§ INPUT DATA
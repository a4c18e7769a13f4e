//! Moves and move errors.

use super::{Player, Position};
use serde::{Deserialize, Serialize};

/// A move in tic-tac-toe: a player placing their mark at a position.
#[derive(Debug, Clone, Copy, PartialEq, Eq, Hash, Serialize, Deserialize)]
pub struct Move {
    /// The player making the move.
    pub player: Player,
    /// The position where the mark was placed.
    pub position: Position,
}

impl Move {
    /// Creates a new move.
    pub fn new(player: Player, position: Position) -> Self {
        Self { player, position }
    }
}

impl std::fmt::Display for Move {
    fn fmt(&self, f: &mut std::fmt::Formatter<'_>) -> std::fmt::Result {
        write!(f, "{} -> {}", self.player, self.position.label())
    }
}

/// Error that can occur when applying a move.
#[derive(Debug, Clone, Copy, PartialEq, Eq, derive_more::Display)]
pub enum MoveError {
    /// The square at the position is already occupied.
    #[display("Square {} is already occupied", _0)]
    CellOccupied(Position),

    /// Row or column outside 0-2.
    #[display("({}, {}) is off the board", row, col)]
    OutOfBounds {
        /// Requested row.
        row: usize,
        /// Requested column.
        col: usize,
    },

    /// The game has ended; reset before playing again.
    #[display("Game is already over")]
    GameOver,
}

impl std::error::Error for MoveError {}
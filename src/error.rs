//! Startup errors for the terminal front end.

use derive_more::{Display, Error};

/// The host cannot run the interactive interface (no terminal attached).
#[derive(Debug, Clone, Display, Error)]
#[display("Environment unsupported: {} at {}:{}", message, file, line)]
pub struct EnvironmentError {
    /// Error message.
    pub message: String,
    /// Line number where error occurred.
    pub line: u32,
    /// Source file where error occurred.
    pub file: &'static str,
}

impl EnvironmentError {
    /// Creates a new environment error with caller location tracking.
    #[track_caller]
    pub fn new(message: impl Into<String>) -> Self {
        let loc = std::panic::Location::caller();
        Self {
            message: message.into(),
            line: loc.line(),
            file: loc.file(),
        }
    }
}

/// Fails unless both stdin and stdout are interactive terminals.
pub fn check_environment() -> Result<(), EnvironmentError> {
    use std::io::IsTerminal;

    if !std::io::stdin().is_terminal() {
        return Err(EnvironmentError::new("stdin is not an interactive terminal"));
    }
    if !std::io::stdout().is_terminal() {
        return Err(EnvironmentError::new("stdout is not an interactive terminal"));
    }
    Ok(())
}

§ EXERCISE AIM
Please state how many lines in the records above hold the word "occurred", giving only the number.

§ SOLUTION
2